Saved entries
--- START ---
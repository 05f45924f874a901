use anyhow::{Context, Result};
use clap::Parser;
use std::io::{self, Write};
use tracing_subscriber::EnvFilter;

mod cli;
use cli::Args;

fn main() -> Result<()> {
    let filter = EnvFilter::try_from_default_env().unwrap_or_else(|_| EnvFilter::new("warn"));
    tracing_subscriber::fmt()
        .with_env_filter(filter)
        .with_writer(io::stderr)
        .init();

    let args = Args::parse();
    let Some(query) = args.query() else {
        tracing::debug!("module name, package path or type name missing, nothing to do");
        return Ok(());
    };

    let types = structdoc::describe(&query).with_context(|| {
        format!(
            "Failed to describe `{}` in package `{}`",
            query.name, query.package
        )
    })?;

    let mut stdout = io::stdout().lock();
    structdoc::render(&types, args.format, &mut stdout).context("Failed to write output")?;
    stdout.flush().context("Failed to write output")?;

    Ok(())
}
use clap::Parser;
use std::path::PathBuf;
use structdoc::{Format, Query};
use structdoc_core::Options;

/// Print the JSON field documentation of a Go struct type and every struct it depends on.
///
/// Nothing is printed unless the module name, the package path and the type name are all
/// given.
#[derive(Parser, Debug)]
#[command(author, version, about, long_about = None)]
pub struct Args {
    /// The module path, as in the `module` line of `go.mod`.
    #[arg(long, env = "STRUCTDOC_MOD_NAME")]
    pub mod_name: Option<String>,

    /// The package of the type, relative to the source root.
    #[arg(long, env = "STRUCTDOC_PKG_PATH")]
    pub pkg_path: Option<String>,

    /// The struct type name.
    #[arg(long, env = "STRUCTDOC_NAME")]
    pub name: Option<String>,

    /// The source root of the module.
    #[arg(long, env = "STRUCTDOC_ROOT", default_value = ".")]
    pub root: PathBuf,

    /// The struct tag key field names are read from.
    #[arg(long, default_value = "json")]
    pub tag_key: String,

    /// Output format.
    #[arg(long, value_enum, default_value_t = Format::Text)]
    pub format: Format,

    /// Print each dependent type only once.
    #[arg(long)]
    pub unique: bool,

    /// Skip embedded types from outside the module instead of failing.
    #[arg(long)]
    pub skip_foreign_embeds: bool,

    /// How many types deep to follow references before giving up. At least 1.
    #[arg(
        long,
        default_value_t = 64,
        value_parser = clap::builder::RangedU64ValueParser::<usize>::new().range(1..)
    )]
    pub max_depth: usize,
}

impl Args {
    /// The query these arguments describe, if all required values are present.
    pub fn query(&self) -> Option<Query> {
        let (module, package, name) = match (&self.mod_name, &self.pkg_path, &self.name) {
            (Some(m), Some(p), Some(n)) if !m.is_empty() && !p.is_empty() && !n.is_empty() => {
                (m, p, n)
            }
            _ => return None,
        };

        Some(Query {
            root: self.root.clone(),
            module: module.clone(),
            package: package.clone(),
            name: name.clone(),
            options: Options::new()
                .with_tag_key(self.tag_key.as_str())
                .with_max_depth(self.max_depth)
                .with_skip_foreign_embeddings(self.skip_foreign_embeds),
            unique: self.unique,
        })
    }
}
--- END ---
• **WORK ITEM**: Copy all the records exactly so that no character differs from the source.

• **WORKED SOLUTION**:
repository 05f45924f874a901
use anyhow::{Context, Result};
use clap::Parser;
use std::io::{self, Write};
use tracing_subscriber::EnvFilter;

mod cli;
use cli::Args;

fn main() -> Result<()> {
    let filter = EnvFilter::try_from_default_env().unwrap_or_else(|_| EnvFilter::new("warn"));
    tracing_subscriber::fmt()
        .with_env_filter(filter)
        .with_writer(io::stderr)
        .init();

    let args = Args::parse();
    let Some(query) = args.query() else {
        tracing::debug!("module name, package path or type name missing, nothing to do");
        return Ok(());
    };

    let types = structdoc::describe(&query).with_context(|| {
        format!(
            "Failed to describe `{}` in package `{}`",
            query.name, query.package
        )
    })?;

    let mut stdout = io::stdout().lock();
    structdoc::render(&types, args.format, &mut stdout).context("Failed to write output")?;
    stdout.flush().context("Failed to write output")?;

    Ok(())
}
use clap::Parser;
use std::path::PathBuf;
use structdoc::{Format, Query};
use structdoc_core::Options;

/// Print the JSON field documentation of a Go struct type and every struct it depends on.
///
/// Nothing is printed unless the module name, the package path and the type name are all
/// given.
#[derive(Parser, Debug)]
#[command(author, version, about, long_about = None)]
pub struct Args {
    /// The module path, as in the `module` line of `go.mod`.
    #[arg(long, env = "STRUCTDOC_MOD_NAME")]
    pub mod_name: Option<String>,

    /// The package of the type, relative to the source root.
    #[arg(long, env = "STRUCTDOC_PKG_PATH")]
    pub pkg_path: Option<String>,

    /// The struct type name.
    #[arg(long, env = "STRUCTDOC_NAME")]
    pub name: Option<String>,

    /// The source root of the module.
    #[arg(long, env = "STRUCTDOC_ROOT", default_value = ".")]
    pub root: PathBuf,

    /// The struct tag key field names are read from.
    #[arg(long, default_value = "json")]
    pub tag_key: String,

    /// Output format.
    #[arg(long, value_enum, default_value_t = Format::Text)]
    pub format: Format,

    /// Print each dependent type only once.
    #[arg(long)]
    pub unique: bool,

    /// Skip embedded types from outside the module instead of failing.
    #[arg(long)]
    pub skip_foreign_embeds: bool,

    /// How many types deep to follow references before giving up. At least 1.
    #[arg(
        long,
        default_value_t = 64,
        value_parser = clap::builder::RangedU64ValueParser::<usize>::new().range(1..)
    )]
    pub max_depth: usize,
}

impl Args {
    /// The query these arguments describe, if all required values are present.
    pub fn query(&self) -> Option<Query> {
        let (module, package, name) = match (&self.mod_name, &self.pkg_path, &self.name) {
            (Some(m), Some(p), Some(n)) if !m.is_empty() && !p.is_empty() && !n.is_empty() => {
                (m, p, n)
            }
            _ => return None,
        };

        Some(Query {
            root: self.root.clone(),
            module: module.clone(),
            package: package.clone(),
            name: name.clone(),
            options: Options::new()
                .with_tag_key(self.tag_key.as_str())
                .with_max_depth(self.max_depth)
                .with_skip_foreign_embeddings(self.skip_foreign_embeds),
            unique: self.unique,
        })
    }
}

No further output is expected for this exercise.